Refunds. Funds may be used to provide refunds pertaining to Expiration of Building Permits as
provided in this manual. Funds may be used to make refunds required as provided below pertaining to the non-expenditure of funds as provided in the Ordinance.
Order of Expenditure. Funds
shall be expended in the order in which they were collected, otherwise known as the first-in-first-out ("FIFO") basis.
Operations and Maintenance. Impact fees funds shall not be used
for correction of existing deficiencies, periodic or routine maintenance, or operations.
Annual Capital Improvements Planning. Each fiscal period the City Finance Director shall present
to the City Commission a proposed capital improvement program for impact fee funded improvements, assigning funds, including any accrued interest, from the Development Impact Fee Funds
to specific improvement projects and related expenses. Monies, including any accrued interest, not assigned in any fiscal period shall be retained in the same individual Impact Fee Fund
until the next fiscal period. Funds must be used for the same type of facility for which they were collected.
The programming of improvements will primarily be the responsibility of
the Department responsible for the specific function. However, the Impact Fee Coordinator shall coordinate with the Department and Finance Director to assure that all public facilities
are consistent with the Capital Improvements Element of the city Comprehensive Plan.
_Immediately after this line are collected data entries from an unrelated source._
//! Item types and response bodies.

use serde::{Deserialize, Serialize};
use utoipa::ToSchema;

/// A name/quantity record. Identity is its position in the store.
#[derive(Debug, Clone, Serialize, Deserialize, PartialEq, Eq, ToSchema)]
pub struct Item {
    /// Item name, stored as submitted.
    #[schema(example = "Apples")]
    pub name: String,
    /// Quantity, always at least 1.
    #[schema(example = 3, minimum = 1)]
    pub quantity: i64,
}

impl Item {
    /// Create a new item.
    pub fn new(name: impl Into<String>, quantity: i64) -> Self {
        Self {
            name: name.into(),
            quantity,
        }
    }
}

/// Body returned after a successful create.
#[derive(Debug, Clone, Serialize, Deserialize, PartialEq, Eq, ToSchema)]
pub struct CreatedResponse {
    /// Confirmation message: "item added".
    pub message: String,
    /// The stored item.
    pub item: Item,
    /// Position assigned to the item.
    pub index: usize,
}

impl CreatedResponse {
    /// Build the confirmation for an item stored at `index`.
    pub fn new(item: Item, index: usize) -> Self {
        Self {
            message: "item added".to_string(),
            item,
            index,
        }
    }
}

/// Body returned after a successful update.
#[derive(Debug, Clone, Serialize, Deserialize, PartialEq, Eq, ToSchema)]
pub struct UpdatedResponse {
    /// Confirmation message: "item updated".
    pub message: String,
    /// Position of the replaced item.
    pub index: usize,
    /// The item now stored at `index`.
    pub item: Item,
}

impl UpdatedResponse {
    /// Build the confirmation for an item replaced at `index`.
    pub fn new(item: Item, index: usize) -> Self {
        Self {
            message: "item updated".to_string(),
            index,
            item,
        }
    }
}
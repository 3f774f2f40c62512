//! Mock in-memory item service.
//!
//! A small HTTP API over a positional list of name/quantity records, used to
//! exercise client behavior: happy paths, validation failures, missing
//! resources, and a deliberate server error.
//!
//! ```text
//! GET  /health          200 {"status":"ok"}
//! GET  /items           200 [ ... ]
//! POST /items           201 {message, item, index} | 400
//! PUT  /items/{index}   200 {message, index, item} | 400 | 404
//! GET  /simulate-error  500
//! ```
//!
//! # Modules
//!
//! - [`config`]: Configuration loading from environment
//! - [`error`]: Error types and HTTP error mapping
//! - [`items`]: Item records, validation, and the store
//! - [`api`]: HTTP router and handlers
//! - [`metrics`]: Prometheus request and store metrics
//! - [`utils`]: Utility functions

pub mod api;
pub mod config;
pub mod error;
pub mod items;
pub mod metrics;
pub mod utils;

pub use config::Config;
pub use error::{ApiError, Result, ServiceError};
#[cfg(test)]
mod tests {
    use super::*;
    use crate::models::{ChatSession, Reading, ReadingInput, Role};
    use std::collections::HashSet;
    use std::sync::Arc;
    use tempfile::TempDir;

    fn reading(name: &str) -> Reading {
        let input: ReadingInput = serde_json::from_value(serde_json::json!({
            "name": name,
            "birthdate": "01/01/2000",
            "sex": "other",
            "topic": "overall",
            "text": "how is my year?",
        }))
        .unwrap();
        Reading::new(&input, "fine".into())
    }

    #[tokio::test]
    async fn test_open_creates_empty_collection() {
        let dir = TempDir::new().unwrap();
        let store = LocalStore::<Reading>::open(dir.path().join("data")).await.unwrap();
        assert!(store.is_empty().await);
        let on_disk = std::fs::read_to_string(store.path()).unwrap();
        assert_eq!(on_disk.trim(), "[]");
    }

    #[tokio::test]
    async fn test_append_persists_and_reopens() {
        let dir = TempDir::new().unwrap();
        let store = LocalStore::<Reading>::open(dir.path()).await.unwrap();
        let saved = store.append(reading("A")).await.unwrap();
        assert!(!saved.id.is_empty());
        assert!(saved.id.chars().take(13).all(|c| c.is_ascii_digit()));

        let reopened = LocalStore::<Reading>::open(dir.path()).await.unwrap();
        assert_eq!(reopened.get(&saved.id).await, Some(saved));
    }

    #[tokio::test]
    async fn test_corrupt_file_is_fatal_and_untouched() {
        let dir = TempDir::new().unwrap();
        let path = dir.path().join("fortunes.json");
        std::fs::write(&path, "{not json").unwrap();

        let err = LocalStore::<Reading>::open(dir.path()).await.err().unwrap();
        assert!(matches!(err, MorduError::Corruption { .. }));
        assert_eq!(std::fs::read_to_string(&path).unwrap(), "{not json");
    }

    #[tokio::test]
    async fn test_duplicate_ids_on_disk_are_corruption() {
        let dir = TempDir::new().unwrap();
        let store = LocalStore::<Reading>::open(dir.path()).await.unwrap();
        let saved = store.append(reading("A")).await.unwrap();
        let doubled = serde_json::to_vec(&vec![saved.clone(), saved]).unwrap();
        std::fs::write(store.path(), doubled).unwrap();

        let err = LocalStore::<Reading>::open(dir.path()).await.err().unwrap();
        assert!(matches!(err, MorduError::Corruption { .. }));
    }

    #[tokio::test]
    async fn test_list_most_recent_first() {
        let dir = TempDir::new().unwrap();
        let store = LocalStore::<Reading>::open(dir.path()).await.unwrap();
        let a = store.append(reading("A")).await.unwrap();
        let b = store.append(reading("B")).await.unwrap();
        let c = store.append(reading("C")).await.unwrap();

        let names: Vec<_> = store.list(|_| true).await.into_iter().map(|r| r.id).collect();
        assert_eq!(names, vec![c.id.clone(), b.id.clone(), a.id.clone()]);

        let only_b: Vec<_> = store.list(|r| r.name == "B").await;
        assert_eq!(only_b.len(), 1);

        let snapshot: Vec<_> = store.snapshot().await.into_iter().map(|r| r.id).collect();
        assert_eq!(snapshot, vec![a.id, b.id, c.id]);
    }

    #[tokio::test]
    async fn test_page() {
        let dir = TempDir::new().unwrap();
        let store = LocalStore::<Reading>::open(dir.path()).await.unwrap();
        for name in ["A", "B", "C", "D", "E"] {
            store.append(reading(name)).await.unwrap();
        }
        let page = store.page(2, 2).await;
        assert_eq!(page.total, 5);
        assert_eq!(page.total_pages, 3);
        let names: Vec<_> = page.items.iter().map(|r| r.name.as_str()).collect();
        assert_eq!(names, vec!["C", "B"]);
    }

    #[tokio::test]
    async fn test_update_and_remove() {
        let dir = TempDir::new().unwrap();
        let store = LocalStore::<Reading>::open(dir.path()).await.unwrap();
        let saved = store.append(reading("A")).await.unwrap();

        let updated = store
            .update(&saved.id, |r| {
                r.prediction = "changed".into();
                Ok(())
            })
            .await
            .unwrap();
        assert_eq!(updated.prediction, "changed");
        assert_eq!(updated.id, saved.id);

        let failed = store
            .update(&saved.id, |_| Err(MorduError::Validation("no".into())))
            .await;
        assert!(failed.is_err());
        assert_eq!(store.get(&saved.id).await.unwrap().prediction, "changed");

        store.remove(&saved.id).await.unwrap();
        assert!(store.get(&saved.id).await.is_none());
        assert!(matches!(
            store.remove(&saved.id).await,
            Err(MorduError::NotFound(_))
        ));
        assert!(matches!(
            store.update("missing", |_| Ok(())).await,
            Err(MorduError::NotFound(_))
        ));
    }

    #[tokio::test]
    async fn test_session_update_touches_updated_at() {
        let dir = TempDir::new().unwrap();
        let store = LocalStore::<ChatSession>::open(dir.path()).await.unwrap();
        let saved = store.append(ChatSession::new("u1").unwrap()).await.unwrap();

        let updated = store
            .update(&saved.id, |s| s.push_message(Role::User, "hello"))
            .await
            .unwrap();
        assert!(updated.updated_at >= saved.updated_at);
        assert_eq!(updated.messages.len(), 1);
        assert!(store.path().ends_with("chats.json"));
    }

    #[tokio::test]
    async fn test_remove_where() {
        let dir = TempDir::new().unwrap();
        let store = LocalStore::<Reading>::open(dir.path()).await.unwrap();
        store.append(reading("A")).await.unwrap();
        store.append(reading("B")).await.unwrap();
        store.append(reading("A")).await.unwrap();

        let removed = store.remove_where(|r| r.name == "A").await.unwrap();
        assert_eq!(removed.len(), 2);
        assert_eq!(store.len().await, 1);

        let reopened = LocalStore::<Reading>::open(dir.path()).await.unwrap();
        assert_eq!(reopened.len().await, 1);
    }

    #[tokio::test]
    async fn test_concurrent_appends_are_serialized() {
        let dir = TempDir::new().unwrap();
        let store = Arc::new(LocalStore::<Reading>::open(dir.path()).await.unwrap());

        let mut handles = Vec::new();
        for i in 0..20 {
            let store = store.clone();
            handles.push(tokio::spawn(async move {
                store.append(reading(&format!("R{}", i))).await.unwrap()
            }));
        }
        let mut ids = HashSet::new();
        for handle in handles {
            ids.insert(handle.await.unwrap().id);
        }
        assert_eq!(ids.len(), 20);

        let reopened = LocalStore::<Reading>::open(dir.path()).await.unwrap();
        assert_eq!(reopened.len().await, 20);
    }

    #[tokio::test]
    async fn test_find_by_client_ref() {
        let dir = TempDir::new().unwrap();
        let store = LocalStore::<Reading>::open(dir.path()).await.unwrap();
        let mut r = reading("A");
        r.client_ref = Some("local-1".into());
        let saved = store.append(r).await.unwrap();
        store.append(reading("B")).await.unwrap();

        assert_eq!(store.find_by_client_ref("local-1").await, Some(saved));
        assert!(store.find_by_client_ref("local-2").await.is_none());
    }

    #[tokio::test]
    async fn test_append_unique_under_concurrency() {
        let dir = TempDir::new().unwrap();
        let store = Arc::new(LocalStore::<Reading>::open(dir.path()).await.unwrap());

        let mut handles = Vec::new();
        for i in 0..10 {
            let store = store.clone();
            handles.push(tokio::spawn(async move {
                let mut r = reading(&format!("R{}", i));
                r.client_ref = Some("local-same".into());
                store.append_unique(r).await.unwrap()
            }));
        }
        let mut created = 0;
        let mut ids = HashSet::new();
        for handle in handles {
            let (saved, fresh) = handle.await.unwrap();
            created += usize::from(fresh);
            ids.insert(saved.id);
        }
        assert_eq!(created, 1);
        assert_eq!(ids.len(), 1);
        assert_eq!(store.len().await, 1);

        // Records without a client reference are always appended
        store.append_unique(reading("X")).await.unwrap();
        store.append_unique(reading("X")).await.unwrap();
        assert_eq!(store.len().await, 3);
    }
}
Such coordination may include recommendations regarding the prioritization of projects and the expenditure
of impact fee funds to the Department of Public Service and the Impact Fee Coordinator. The Impact Fee Advisory Committee shall be consulted during the development of the annual preparation
of the Capital Improvement Program.
Streets
Capital Improvements. Funds collected from street Development Impact Fees shall be used for the purpose of capital improvements to and expansion
of transportation facilities associated with the Major Street Network as defined in the most recent long range transportation plan and in accordance with the City Capital Improvements
Program. "Capital improvement" (as defined in Section 3.24.040, BMC) includes transportation planning, preliminary engineering, engineering design studies, land surveys, rights-of-way
acquisition, engineering, permitting, and construction of all the necessary features for any road construction project, including but not limited to: (a) construction of through lanes;
(b) construction of turn lanes; (c) construction of bridges; (d) construction of drainage facilities in conjunction with roadway construction; (e) purchase and installation of traffic
signalization (including both new and upgraded signalization; (f) construction of curbs, medians, and shoulders; and (g) relocating utilities to accommodate street construction. It also
includes recoupment of funds previously spent to provide current excess capacity that reasonably accommodates new development. It also includes debt service including principal and interest.
Prioriti
es Consistent with Comprehensive Plan. Priorities for the use of street Development Impact Fees in the Capital Improvements Program must be consistent with the growth policy and long
range transportation plan of the city as amended and adopted by the City Commission.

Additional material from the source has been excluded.